AP: Race-Based Admissions in LA Schools OK, Says Judge

From the Associated Press (Dec. 12, 2007): 

The Los Angeles Unified School District’s practice of using race as a factor in enrolling students for its popular magnet programs doesn’t violate an anti-discrimination law, a judge has ruled.

In a ruling filed Monday, Superior Court Judge Paul Gutman upheld the nation’s second-largest school district’s integration plan, which also buses volunteer minority students to schools in certain parts of the city.

The American Civil Rights Foundation had filed a lawsuit in 2005 claiming the district’s practice violated a voter-approved initiative that outlaws racial preferences in all public programs in California.

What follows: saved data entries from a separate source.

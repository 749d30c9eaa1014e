//! Tri-state field for merge-patch inputs.
//!
//! JSON request bodies distinguish a missing key from an explicit `null`.
//! Combined with `#[serde(default)]` on the containing struct, a missing key
//! becomes [`Field::Absent`], `null` becomes [`Field::Null`] and anything else
//! [`Field::Value`].

use sea_orm::ActiveValue;
use serde::{Deserialize, Deserializer};

#[derive(Debug, Clone, PartialEq, Default)]
pub enum Field<T> {
    #[default]
    Absent,
    Null,
    Value(T),
}

impl<T> Field<T> {
    pub fn is_absent(&self) -> bool { matches!(self, Field::Absent) }

    /// Collapse `Absent` and `Null` into `None`.
    pub fn into_option(self) -> Option<T> {
        match self {
            Field::Value(v) => Some(v),
            Field::Absent | Field::Null => None,
        }
    }

    pub fn try_map<U, E>(self, f: impl FnOnce(T) -> Result<U, E>) -> Result<Field<U>, E> {
        Ok(match self {
            Field::Absent => Field::Absent,
            Field::Null => Field::Null,
            Field::Value(v) => Field::Value(f(v)?),
        })
    }

    /// `Absent` leaves the column untouched, `Null` clears it.
    pub fn into_active_value(self) -> ActiveValue<Option<T>>
    where
        Option<T>: Into<sea_orm::Value>,
    {
        match self {
            Field::Absent => ActiveValue::NotSet,
            Field::Null => ActiveValue::Set(None),
            Field::Value(v) => ActiveValue::Set(Some(v)),
        }
    }
}

impl<T> From<Option<T>> for Field<T> {
    fn from(v: Option<T>) -> Self {
        match v {
            Some(v) => Field::Value(v),
            None => Field::Null,
        }
    }
}

impl<'de, T: Deserialize<'de>> Deserialize<'de> for Field<T> {
    fn deserialize<D>(deserializer: D) -> Result<Self, D::Error>
    where
        D: Deserializer<'de>,
    {
        Option::<T>::deserialize(deserializer).map(Field::from)
    }
}
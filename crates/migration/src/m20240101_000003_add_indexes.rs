use sea_orm_migration::prelude::*;

#[derive(DeriveMigrationName)]
pub struct Migration;

#[async_trait::async_trait]
impl MigrationTrait for Migration {
    async fn up(&self, manager: &SchemaManager) -> Result<(), DbErr> {
        // Spots: available-list and aggregate queries filter on status
        manager
            .create_index(
                Index::create()
                    .if_not_exists()
                    .name("idx_spots_status")
                    .table(Spots::Table)
                    .col(Spots::Status)
                    .to_owned(),
            )
            .await
    }

    async fn down(&self, manager: &SchemaManager) -> Result<(), DbErr> {
        manager
            .drop_index(Index::drop().name("idx_spots_status").table(Spots::Table).to_owned())
            .await
    }
}

#[derive(DeriveIden)]
enum Spots { Table, Status }
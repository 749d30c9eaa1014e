#![cfg(test)]
use configs::DatabaseConfig;
use sea_orm::DatabaseConnection;

/// Fresh in-memory database with the schema applied. Each call returns an
/// isolated database, so tests never observe each other's rows.
pub async fn get_db() -> Result<DatabaseConnection, anyhow::Error> {
    let cfg = DatabaseConfig::in_memory();
    models::db::connect_and_migrate(&cfg).await
}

District officials contend they are exempt from the court order and the state law because they’re operating under a 1981 court-ordered desegregation program.

“It appears quite clearly and beyond dispute that … LAUSD was ordered to employ race and ethnicity to ensure that the magnet schools would in fact be segregated,” Gutman said. He noted that the 1981 order did not set a date for desegregation goals to be achieved.

“It thereby becomes beyond rational argument that the order approving implementation of the desegregation plan … still exists … and has never been affected by any subsequent ruling,” the judge said.

An attorney for the foundation said he planned to appeal the decision.